» **Study material**
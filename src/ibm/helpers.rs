//! Helpers shared by the command handlers

use futures::StreamExt;
use indicatif::ProgressBar;
use log::debug;

use crate::error::Result;
use crate::ibm::pager::{PageItem, Pager};
use crate::ibm::traits::{PageFetcher, PagedRequest};
use crate::ui::update_spinner;

/// Drain a pager, reporting the running item count on the spinner
///
/// Stops at the first failing page; items already fetched are discarded.
pub async fn collect_pages<'c, C, Q>(
    pager: Pager<'c, C, Q>,
    spinner: Option<&ProgressBar>,
    resource_name: &str,
) -> Result<Vec<PageItem<C, Q>>>
where
    C: PageFetcher<Q>,
    Q: PagedRequest + 'c,
{
    let mut pages = std::pin::pin!(pager.into_stream());
    let mut items = Vec::new();
    let mut page_count = 0usize;

    while let Some(page) = pages.next().await {
        items.extend(page?);
        page_count += 1;
        update_spinner(
            spinner,
            format!("Fetched {} {}...", items.len(), resource_name),
        );
    }

    debug!(
        "Fetched {} {} in {} page(s)",
        items.len(),
        resource_name,
        page_count
    );
    Ok(items)
}
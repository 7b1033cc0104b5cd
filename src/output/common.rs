//! Common utilities for output formatters

use comfy_table::{presets::NOTHING, Table};
use serde::Serialize;

/// Escape a value for CSV output
/// Handles commas, quotes, and newlines according to RFC 4180
pub fn escape_csv(value: &str) -> String {
    if value.contains(',') || value.contains('"') || value.contains('\n') {
        format!("\"{}\"", value.replace('"', "\"\""))
    } else {
        value.to_string()
    }
}

/// Print any serializable value as pretty JSON
pub fn print_json<T: Serialize + ?Sized>(value: &T) {
    match serde_json::to_string_pretty(value) {
        Ok(json) => println!("{}", json),
        Err(e) => eprintln!("Failed to serialize JSON: {}", e),
    }
}

/// Print any serializable value as YAML
pub fn print_yaml<T: Serialize + ?Sized>(value: &T) {
    match serde_yml::to_string(value) {
        Ok(yaml) => print!("{}", yaml),
        Err(e) => eprintln!("Failed to serialize YAML: {}", e),
    }
}

/// Format an optional amount with two decimals, empty when absent
pub fn format_amount(value: Option<f64>) -> String {
    value.map(|v| format!("{:.2}", v)).unwrap_or_default()
}

/// Two-column FIELD/VALUE table for single objects
pub fn detail_table(rows: &[(&str, String)], no_header: bool) -> Table {
    let mut table = Table::new();
    table.load_preset(NOTHING);
    if !no_header {
        table.set_header(vec!["FIELD", "VALUE"]);
    }
    for (field, value) in rows {
        table.add_row(vec![field.to_string(), value.clone()]);
    }
    table
}

/// CSV rendition of [`detail_table`]
pub fn print_detail_csv(rows: &[(&str, String)], no_header: bool) {
    if !no_header {
        println!("FIELD,VALUE");
    }
    for (field, value) in rows {
        println!("{},{}", field, escape_csv(value));
    }
}
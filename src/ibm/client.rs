//! Shared HTTP client for IBM Cloud platform services

use std::fmt::Display;
use std::time::Duration;

use log::debug;
use reqwest::header::{HeaderMap, HeaderName, HeaderValue, ACCEPT, USER_AGENT};
use reqwest::{Client, Url};
use serde::de::DeserializeOwned;

use crate::config::http;
use crate::error::{PsError, Result};
use crate::ibm::Authenticator;

/// Settings used to construct a service client
///
/// `url` left as `None` selects the service's default endpoint.
#[derive(Debug, Clone, Default)]
pub struct ServiceOptions {
    pub service_name: String,
    pub url: Option<String>,
    pub authenticator: Authenticator,
}

impl ServiceOptions {
    pub fn new(service_name: &str) -> Self {
        Self {
            service_name: service_name.to_string(),
            ..Default::default()
        }
    }

    pub fn with_url(mut self, url: impl Into<String>) -> Self {
        self.url = Some(url.into());
        self
    }

    pub fn with_authenticator(mut self, authenticator: Authenticator) -> Self {
        self.authenticator = authenticator;
        self
    }
}

/// Ordered query parameters; `None` values are skipped
#[derive(Debug, Default)]
pub(crate) struct Query(Vec<(&'static str, String)>);

impl Query {
    pub(crate) fn new() -> Self {
        Self::default()
    }

    pub(crate) fn push(&mut self, name: &'static str, value: impl Display) -> &mut Self {
        self.0.push((name, value.to_string()));
        self
    }

    pub(crate) fn push_opt<T: Display>(&mut self, name: &'static str, value: Option<T>) -> &mut Self {
        if let Some(v) = value {
            self.push(name, v);
        }
        self
    }
}

/// HTTP client bound to one service endpoint
#[derive(Debug, Clone)]
pub struct ServiceClient {
    client: Client,
    service_name: String,
    base_url: String,
    authenticator: Authenticator,
    default_headers: HeaderMap,
}

impl ServiceClient {
    /// Create a client from options, falling back to `default_url`
    pub fn new(options: ServiceOptions, default_url: &str) -> Result<Self> {
        let client = Client::builder()
            .pool_max_idle_per_host(http::POOL_MAX_IDLE_PER_HOST)
            .pool_idle_timeout(Duration::from_secs(90))
            .tcp_keepalive(Duration::from_secs(60))
            .connect_timeout(Duration::from_secs(http::CONNECT_TIMEOUT_SECS))
            .timeout(Duration::from_secs(http::REQUEST_TIMEOUT_SECS))
            .build()
            .unwrap_or_else(|_| Client::new());

        let url = options.url.as_deref().unwrap_or(default_url);
        let base_url = validate_service_url(url)?;

        debug!(
            "Created {} client for {} (auth: {})",
            options.service_name,
            base_url,
            options.authenticator.auth_type()
        );

        Ok(Self {
            client,
            service_name: options.service_name,
            base_url,
            authenticator: options.authenticator,
            default_headers: HeaderMap::new(),
        })
    }

    /// Service name used for external configuration lookups
    pub fn service_name(&self) -> &str {
        &self.service_name
    }

    /// Current service URL
    pub fn service_url(&self) -> &str {
        &self.base_url
    }

    /// Point the client at another endpoint
    pub fn set_service_url(&mut self, url: &str) -> Result<()> {
        self.base_url = validate_service_url(url)?;
        Ok(())
    }

    /// Headers added to every request
    pub fn set_default_headers(&mut self, headers: HeaderMap) {
        self.default_headers = headers;
    }

    /// Add a single default header
    pub fn add_default_header(&mut self, name: &str, value: &str) -> Result<()> {
        let name = HeaderName::from_bytes(name.as_bytes())
            .map_err(|e| PsError::invalid(format!("header name '{}': {}", name, e)))?;
        let value = HeaderValue::from_str(value)
            .map_err(|e| PsError::invalid(format!("header value for '{}': {}", name, e)))?;
        self.default_headers.insert(name, value);
        Ok(())
    }

    pub fn authenticator(&self) -> &Authenticator {
        &self.authenticator
    }

    /// Build a request URL from an already-encoded path and query parameters
    pub(crate) fn url(&self, path: &str, query: &Query) -> Result<Url> {
        let raw = format!("{}{}", self.base_url, path);
        let mut url = Url::parse(&raw)
            .map_err(|e| PsError::Config(format!("invalid request URL '{}': {}", raw, e)))?;
        if !query.0.is_empty() {
            let mut pairs = url.query_pairs_mut();
            for (name, value) in &query.0 {
                pairs.append_pair(name, value);
            }
        }
        Ok(url)
    }

    /// Add authentication and standard headers to a request builder
    fn with_headers(&self, builder: reqwest::RequestBuilder) -> reqwest::RequestBuilder {
        let builder = builder
            .headers(self.default_headers.clone())
            .header(ACCEPT, "application/json")
            .header(
                USER_AGENT,
                format!("psctl/{} ({})", env!("CARGO_PKG_VERSION"), self.service_name),
            );
        self.authenticator.authenticate(builder)
    }

    pub(crate) fn get(&self, url: Url) -> reqwest::RequestBuilder {
        debug!("GET {}", url);
        self.with_headers(self.client.get(url))
    }

    pub(crate) fn post(&self, url: Url) -> reqwest::RequestBuilder {
        debug!("POST {}", url);
        self.with_headers(self.client.post(url))
    }

    pub(crate) fn patch(&self, url: Url) -> reqwest::RequestBuilder {
        debug!("PATCH {}", url);
        self.with_headers(self.client.patch(url))
    }

    pub(crate) fn delete(&self, url: Url) -> reqwest::RequestBuilder {
        debug!("DELETE {}", url);
        self.with_headers(self.client.delete(url))
    }

    /// Send a request and decode its JSON body
    ///
    /// A success status with an empty body yields `Ok(None)`.
    pub(crate) async fn send_json<T>(
        &self,
        builder: reqwest::RequestBuilder,
        error_context: &str,
    ) -> Result<Option<T>>
    where
        T: DeserializeOwned,
    {
        let response = builder.send().await?;
        let status = response.status();
        let body = response.bytes().await?;

        if !status.is_success() {
            return Err(api_error(status.as_u16(), &body, error_context));
        }

        if body.iter().all(u8::is_ascii_whitespace) {
            debug!("Empty response body for {}", error_context);
            return Ok(None);
        }

        serde_json::from_slice(&body)
            .map(Some)
            .map_err(|e| PsError::Json(format!("Failed to parse {}: {}", error_context, e)))
    }

    /// Send a request whose response carries no body of interest
    pub(crate) async fn send_empty(
        &self,
        builder: reqwest::RequestBuilder,
        error_context: &str,
    ) -> Result<()> {
        let response = builder.send().await?;
        let status = response.status();
        if status.is_success() {
            return Ok(());
        }
        let body = response.bytes().await.unwrap_or_default();
        Err(api_error(status.as_u16(), &body, error_context))
    }
}

/// Build an API error, preferring the message carried in the error body
fn api_error(status: u16, body: &[u8], error_context: &str) -> PsError {
    let message = serde_json::from_slice::<serde_json::Value>(body)
        .ok()
        .and_then(|v| error_message(&v))
        .unwrap_or_else(|| format!("Failed to fetch {}", error_context));
    PsError::Api { status, message }
}

fn error_message(body: &serde_json::Value) -> Option<String> {
    [
        &body["errors"][0]["message"],
        &body["message"],
        &body["error"],
        &body["errorMessage"],
    ]
    .into_iter()
    .find_map(|v| v.as_str().map(str::to_string))
}

/// Check that a service URL is absolute and strip any trailing slash
fn validate_service_url(url: &str) -> Result<String> {
    if url.is_empty() {
        return Err(PsError::Config("service URL is empty".to_string()));
    }
    Url::parse(url).map_err(|e| PsError::Config(format!("invalid service URL '{}': {}", url, e)))?;
    Ok(url.trim_end_matches('/').to_string())
}

/// Percent-encode a value for use as a single path segment
pub(crate) fn segment(value: &str) -> std::borrow::Cow<'_, str> {
    urlencoding::encode(value)
}

/// Reject empty required parameters before any request is built
pub(crate) fn require(name: &str, value: &str) -> Result<()> {
    if value.is_empty() {
        return Err(PsError::invalid(format!("'{}' must not be empty", name)));
    }
    Ok(())
}

#[cfg(test)]
impl ServiceClient {
    /// Create a test client against a mock server
    pub fn test_client(base_url: &str) -> Self {
        Self::new(
            ServiceOptions::new("test_service")
                .with_url(base_url)
                .with_authenticator(Authenticator::BearerToken("test-token".to_string())),
            "https://unused.example.com",
        )
        .unwrap()
    }
}
//! User command handlers

use log::debug;

use crate::cli::{Cli, UsersCommand, UsersListArgs};
use crate::ibm::helpers::collect_pages;
use crate::output::{output_user, output_users};
use crate::ui::{create_spinner, finish_spinner};

use super::api::UserManagementV1;
use super::options::ListUsersOptions;

/// Run a 'users' subcommand
pub async fn run_users_command(
    client: &UserManagementV1,
    command: &UsersCommand,
    cli: &Cli,
) -> std::result::Result<(), Box<dyn std::error::Error>> {
    match command {
        UsersCommand::List(args) => run_list(client, args, cli.batch, cli.no_header).await,
        UsersCommand::Get(args) => {
            debug!("Fetching user '{}' in account '{}'", args.iam_id, args.account);
            let spinner = create_spinner(&format!("Fetching user '{}'...", args.iam_id), cli.batch);
            let result = client
                .get_user_profile(&args.account, &args.iam_id, None)
                .await;
            finish_spinner(spinner);

            let user = result?.ok_or_else(|| {
                format!(
                    "User '{}' not found in account '{}'",
                    args.iam_id, args.account
                )
            })?;
            output_user(&user, args.output, cli.no_header);
            Ok(())
        }
    }
}

fn list_options(args: &UsersListArgs) -> ListUsersOptions {
    let mut options = ListUsersOptions::new(&args.account);
    if let Some(search) = &args.search {
        options = options.with_search(search);
    }
    if let Some(user_id) = &args.user_id {
        options = options.with_user_id(user_id);
    }
    if args.include_settings {
        options = options.with_include_settings(true);
    }
    if let Some(limit) = args.limit {
        options = options.with_limit(limit);
    }
    options
}

async fn run_list(
    client: &UserManagementV1,
    args: &UsersListArgs,
    batch: bool,
    no_header: bool,
) -> std::result::Result<(), Box<dyn std::error::Error>> {
    let options = list_options(args);
    let pager = client.new_users_pager(&options)?;

    let spinner = create_spinner(
        &format!("Fetching users for account '{}'...", args.account),
        batch,
    );
    let result = collect_pages(pager, spinner.as_ref(), "users").await;
    finish_spinner(spinner);
    let users = result?;

    if users.is_empty() {
        if args.search.is_some() || args.user_id.is_some() {
            eprintln!("No users found matching filter");
        } else {
            eprintln!("No users found in account '{}'", args.account);
        }
        // Structured formats still print an empty document
        if !args.output.is_structured() {
            return Ok(());
        }
    }

    output_users(&users, args.output, no_header);
    Ok(())
}

#[cfg(test)]
mod tests {
    use super::*;
    use crate::cli::{Command, OutputFormat};
    use crate::ibm::traits::PagedRequest;
    use clap::Parser;

    fn list_args(extra: &[&str]) -> UsersListArgs {
        let mut argv = vec!["psctl", "users", "list", "-a", "abc"];
        argv.extend_from_slice(extra);
        match Cli::parse_from(argv).command {
            Command::Users(UsersCommand::List(args)) => args,
            other => panic!("unexpected command {:?}", other),
        }
    }

    #[test]
    fn test_list_options_defaults() {
        let options = list_options(&list_args(&[]));
        assert_eq!(options.account_id, "abc");
        assert!(options.include_settings.is_none());
        assert!(options.limit.is_none());
        assert!(options.start().is_none());
    }

    #[test]
    fn test_list_options_all_flags() {
        let options = list_options(&list_args(&[
            "-s",
            "state:ACTIVE",
            "--user-id",
            "ada@example.com",
            "--include-settings",
            "--limit",
            "25",
        ]));
        assert_eq!(options.search.as_deref(), Some("state:ACTIVE"));
        assert_eq!(options.user_id.as_deref(), Some("ada@example.com"));
        assert_eq!(options.include_settings, Some(true));
        assert_eq!(options.limit, Some(25));
        assert_eq!(list_args(&["-o", "csv"]).output, OutputFormat::Csv);
    }
}
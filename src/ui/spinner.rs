//! Progress spinner utilities

use indicatif::{ProgressBar, ProgressStyle};
use std::time::Duration;

/// Create a spinner with the given message
///
/// Returns `None` in batch mode.
pub fn create_spinner(message: &str, batch: bool) -> Option<ProgressBar> {
    if batch {
        return None;
    }
    let spinner = ProgressBar::new_spinner();
    let style = ProgressStyle::default_spinner()
        .tick_strings(&["⠋", "⠙", "⠹", "⠸", "⠼", "⠴", "⠦", "⠧", "⠇", "⠏"]);
    // A bad template only costs the styling
    if let Ok(style) = style.template("{spinner:.blue} {msg}") {
        spinner.set_style(style);
    }
    spinner.set_message(message.to_string());
    spinner.enable_steady_tick(Duration::from_millis(100));
    Some(spinner)
}

/// Replace the spinner message, e.g. with a running item count
pub fn update_spinner(spinner: Option<&ProgressBar>, message: String) {
    if let Some(s) = spinner {
        s.set_message(message);
    }
}

/// Stop and clear the spinner so it does not mix with command output
pub fn finish_spinner(spinner: Option<ProgressBar>) {
    if let Some(s) = spinner {
        s.finish_and_clear();
    }
}
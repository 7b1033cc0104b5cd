/// Configuration constants for the REST APIs
pub mod api {
    /// Query parameter carrying the pagination cursor
    pub const START_PARAM: &str = "_start";

    /// Usage Reports v4 service
    pub mod usage_reports {
        /// Default service URL
        pub const DEFAULT_URL: &str = "https://billing.cloud.ibm.com";

        /// Default service name (prefix for external config keys)
        pub const SERVICE_NAME: &str = "usage_reports";

        /// Account-scoped usage API prefix
        pub const ACCOUNTS: &str = "/v4/accounts";

        /// Snapshot configuration endpoint
        pub const SNAPSHOT_CONFIG: &str = "/v1/billing-reports-snapshot-config";

        /// Snapshot listing endpoint
        pub const SNAPSHOTS: &str = "/v1/billing-reports-snapshots";
    }

    /// User Management v1 service
    pub mod user_management {
        /// Default service URL
        pub const DEFAULT_URL: &str = "https://user-management.cloud.ibm.com";

        /// Default service name (prefix for external config keys)
        pub const SERVICE_NAME: &str = "user_management";

        /// v2 account-scoped API prefix
        pub const ACCOUNTS_V2: &str = "/v2/accounts";

        /// v3 account-scoped API prefix
        pub const ACCOUNTS_V3: &str = "/v3/accounts";

        /// Invitation acceptance endpoint
        pub const ACCEPT: &str = "/v2/users/accept";
    }
}

/// Configuration constants for credentials
pub mod credentials {
    /// Environment variable naming an explicit credentials file
    pub const FILE_ENV_VAR: &str = "IBM_CREDENTIALS_FILE";

    /// Default credentials file name (looked up in cwd, then HOME)
    pub const FILE_NAME: &str = "ibm-credentials.env";

    /// Supported values for `<SERVICE>_AUTH_TYPE`
    pub const AUTH_TYPES: &[&str] = &["noauth", "bearertoken", "basic"];
}

/// HTTP client tuning
pub mod http {
    /// Connect timeout in seconds
    pub const CONNECT_TIMEOUT_SECS: u64 = 10;

    /// Whole-request timeout in seconds
    pub const REQUEST_TIMEOUT_SECS: u64 = 30;

    /// Idle pooled connections kept per host
    pub const POOL_MAX_IDLE_PER_HOST: usize = 20;
}

/// Default values for CLI
pub mod defaults {
    /// Default log level
    pub const LOG_LEVEL: &str = "warn";

    /// Environment variable for the CLI bearer token
    pub const TOKEN_ENV_VAR: &str = "PSCTL_TOKEN";
}

#[cfg(test)]
mod tests {
    use super::*;

    #[test]
    fn test_default_urls_are_https() {
        assert!(api::usage_reports::DEFAULT_URL.starts_with("https://"));
        assert!(api::user_management::DEFAULT_URL.starts_with("https://"));
    }

    #[test]
    fn test_api_paths_format() {
        assert!(api::usage_reports::ACCOUNTS.starts_with('/'));
        assert!(api::usage_reports::SNAPSHOTS.starts_with('/'));
        assert!(api::user_management::ACCOUNTS_V2.starts_with('/'));
        assert!(!api::user_management::ACCOUNTS_V3.ends_with('/'));
    }

    #[test]
    fn test_auth_types_lowercase() {
        for t in credentials::AUTH_TYPES {
            assert_eq!(*t, t.to_lowercase());
        }
    }
}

» **What is expected**
Taking the material above, extract exactly and only the lines from the line with "table.load_preset(NOTHING);" to the line with "service's default endpoint.", inclusive of both.

» **Task output**
    table.load_preset(NOTHING);
    if !no_header {
        table.set_header(vec!["FIELD", "VALUE"]);
    }
    for (field, value) in rows {
        table.add_row(vec![field.to_string(), value.clone()]);
    }
    table
}

/// CSV rendition of [`detail_table`]
pub fn print_detail_csv(rows: &[(&str, String)], no_header: bool) {
    if !no_header {
        println!("FIELD,VALUE");
    }
    for (field, value) in rows {
        println!("{},{}", field, escape_csv(value));
    }
}
filename src/ibm/client.rs
//! Shared HTTP client for IBM Cloud platform services

use std::fmt::Display;
use std::time::Duration;

use log::debug;
use reqwest::header::{HeaderMap, HeaderName, HeaderValue, ACCEPT, USER_AGENT};
use reqwest::{Client, Url};
use serde::de::DeserializeOwned;

use crate::config::http;
use crate::error::{PsError, Result};
use crate::ibm::Authenticator;

/// Settings used to construct a service client
///
/// `url` left as `None` selects the service's default endpoint.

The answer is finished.